A prostate cancer drug could help stop vulnerable people becoming ill with Covid, a study suggests. US researchers at The University of Michigan Medical School tested the effect of a medicine called proxalutamide, a new and promising cancer treatment, on animal cells infected with Covid.
The team found that the drug limited the number of cells the virus invaded.
And when they added another licensed Covid drug, remdesivir, the virus was blocked completely.
Follow-up mice studies found that this drug combination reduced the risk of the internal inflammation that causes severe Covid and also slashed mortality.
A prostate cancer drug could help stop vulnerable people becoming ill with Covid, a study suggests.
Proxalutamide works by blocking an enzyme that helps viral cells enter healthy cells in the lungs and proliferate.
When used for prostate cancer, it blocks the activity of androgens – hormones such as testosterone – that can drive tumour growth.
According to the latest Government data, about 70 people die every week with Covid. At present, roughly 2,200 Britons are hospitalised with the virus – some 79 of which are currently on ventilators.
Several treatments are now available, but they don’t always work for everyone – especially the most vulnerable, including people with blood cancer and organ transplant survivors.
Proxalutamide has been shown in studies to keep disease at bay in two thirds of patients, although it is not yet approved in the UK.
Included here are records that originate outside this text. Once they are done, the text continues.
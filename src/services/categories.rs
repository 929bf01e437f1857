// Copyright (c) 2025 Ledgerbook Contributors.
// All rights reserved.
//
// This source code is licensed under the license found in the
// LICENSE file in the root directory of this source tree.

use rusqlite::{Connection, OptionalExtension, params};

use crate::db;
use crate::error::{Error, Result};
use crate::models::{Category, NewCategory, TransactionType};

const SELECT: &str = "SELECT id, name, icon, type, color, sort_order, is_default \
                      FROM categories WHERE is_deleted = 0";

fn read_category(row: &rusqlite::Row<'_>) -> rusqlite::Result<Category> {
    Ok(Category {
        id: row.get(0)?,
        name: row.get(1)?,
        icon: row.get(2)?,
        r#type: row.get(3)?,
        color: row.get(4)?,
        sort_order: row.get(5)?,
        is_default: row.get(6)?,
    })
}

/// All active categories, expense and income, ordered by type then sort order.
pub fn get_all(conn: &Connection) -> Result<Vec<Category>> {
    let mut stmt = conn.prepare(&format!("{SELECT} ORDER BY type, sort_order"))?;
    let rows = stmt.query_map([], read_category)?;
    Ok(rows.collect::<rusqlite::Result<Vec<_>>>()?)
}

pub fn get_by_type(conn: &Connection, r#type: TransactionType) -> Result<Vec<Category>> {
    let mut stmt = conn.prepare(&format!("{SELECT} AND type = ?1 ORDER BY sort_order"))?;
    let rows = stmt.query_map(params![r#type], read_category)?;
    Ok(rows.collect::<rusqlite::Result<Vec<_>>>()?)
}

pub fn get_by_id(conn: &Connection, category_id: i64) -> Result<Option<Category>> {
    Ok(conn
        .query_row(&format!("{SELECT} AND id = ?1"), params![category_id], read_category)
        .optional()?)
}

pub fn create(conn: &Connection, input: &NewCategory) -> Result<Category> {
    let name = validate_name(&input.name)?;
    ensure_unique_name(conn, input.r#type, &name, None)?;

    let sort_order = if input.sort_order > 0 {
        input.sort_order
    } else {
        next_sort_order(conn, input.r#type, None)?
    };

    conn.execute(
        "INSERT INTO categories(name, icon, type, color, sort_order, is_default) \
         VALUES (?1, ?2, ?3, ?4, ?5, 0)",
        params![
            name,
            input.icon.trim(),
            input.r#type,
            normalize_color(input.color.as_deref()),
            sort_order
        ],
    )?;

    Ok(Category {
        id: conn.last_insert_rowid(),
        name,
        icon: input.icon.trim().to_string(),
        r#type: input.r#type,
        color: normalize_color(input.color.as_deref()),
        sort_order,
        is_default: false,
    })
}

/// Returns `None` when the id does not exist.
pub fn update(conn: &Connection, category_id: i64, input: &NewCategory) -> Result<Option<Category>> {
    if get_by_id(conn, category_id)?.is_none() {
        return Ok(None);
    }

    let name = validate_name(&input.name)?;
    ensure_unique_name(conn, input.r#type, &name, Some(category_id))?;

    let sort_order = if input.sort_order > 0 {
        input.sort_order
    } else {
        next_sort_order(conn, input.r#type, Some(category_id))?
    };

    conn.execute(
        "UPDATE categories SET name = ?1, icon = ?2, type = ?3, color = ?4, sort_order = ?5, \
         updated_at = datetime('now') WHERE id = ?6 AND is_deleted = 0",
        params![
            name,
            input.icon.trim(),
            input.r#type,
            normalize_color(input.color.as_deref()),
            sort_order,
            category_id
        ],
    )?;

    get_by_id(conn, category_id)
}

/// Soft delete. Refused (false) for default categories and for categories
/// still referenced by non-deleted transactions; use [`delete_and_migrate`]
/// for the latter.
pub fn delete(conn: &Connection, category_id: i64) -> Result<bool> {
    let Some(category) = get_by_id(conn, category_id)? else {
        return Ok(false);
    };
    if category.is_default || has_transactions(conn, category_id)? {
        return Ok(false);
    }
    db::soft_delete(conn, "categories", category_id)
}

/// Reassigns every non-deleted transaction of `category_id` to
/// `target_category_id` (same type required), then soft deletes the source.
/// One storage transaction; false on any precondition failure.
pub fn delete_and_migrate(
    conn: &mut Connection,
    category_id: i64,
    target_category_id: i64,
) -> Result<bool> {
    if category_id == target_category_id {
        return Ok(false);
    }

    let Some(source) = get_by_id(conn, category_id)? else {
        return Ok(false);
    };
    if source.is_default {
        return Ok(false);
    }
    let Some(target) = get_by_id(conn, target_category_id)? else {
        return Ok(false);
    };
    if target.r#type != source.r#type {
        return Ok(false);
    }

    let tx = conn.transaction()?;
    tx.execute(
        "UPDATE transactions SET category_id = ?1, updated_at = datetime('now') \
         WHERE category_id = ?2 AND is_deleted = 0",
        params![target_category_id, category_id],
    )?;
    db::soft_delete(&tx, "categories", category_id)?;
    tx.commit()?;
    Ok(true)
}

pub fn has_transactions(conn: &Connection, category_id: i64) -> Result<bool> {
    let exists: bool = conn.query_row(
        "SELECT EXISTS(SELECT 1 FROM transactions WHERE category_id = ?1 AND is_deleted = 0)",
        params![category_id],
        |r| r.get(0),
    )?;
    Ok(exists)
}

fn validate_name(name: &str) -> Result<String> {
    let trimmed = name.trim();
    if trimmed.is_empty() {
        return Err(Error::validation("category name cannot be empty"));
    }
    if trimmed.chars().count() > 50 {
        return Err(Error::validation("category name cannot exceed 50 characters"));
    }
    Ok(trimmed.to_string())
}

fn ensure_unique_name(
    conn: &Connection,
    r#type: TransactionType,
    name: &str,
    exclude_id: Option<i64>,
) -> Result<()> {
    let duplicate: bool = conn.query_row(
        "SELECT EXISTS(SELECT 1 FROM categories \
         WHERE is_deleted = 0 AND type = ?1 AND name = ?2 AND id != IFNULL(?3, -1))",
        params![r#type, name, exclude_id],
        |r| r.get(0),
    )?;
    if duplicate {
        return Err(Error::validation("category name already exists"));
    }
    Ok(())
}

fn next_sort_order(
    conn: &Connection,
    r#type: TransactionType,
    exclude_id: Option<i64>,
) -> Result<i64> {
    let max: Option<i64> = conn.query_row(
        "SELECT MAX(sort_order) FROM categories \
         WHERE is_deleted = 0 AND type = ?1 AND id != IFNULL(?2, -1)",
        params![r#type, exclude_id],
        |r| r.get(0),
    )?;
    Ok(max.unwrap_or(0) + 1)
}

fn normalize_color(color: Option<&str>) -> Option<String> {
    color
        .map(str::trim)
        .filter(|c| !c.is_empty())
        .map(str::to_string)
}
Speaking of the new findings, Arul Chinnaiyan, director of the Michigan Center for Translational Pathology and co-author of the study, said: ‘The thought is that proxalutamide could work as a combined therapy with remdesivir, hitting the virus from multiple angles – a bit like how we use combination therapy for the HIV infection.’
Early on in the pandemic, it was suggested that there were links between the virus and male hormones, given that the majority of deaths were in men.
The experts say their research provides proof of a mysterious link between androgens and the virus – although the connection’s intricacies are not yet fully understood.
Proxalutamide is currently in final-stage clinical trials for prostate cancer and early human trials for Covid.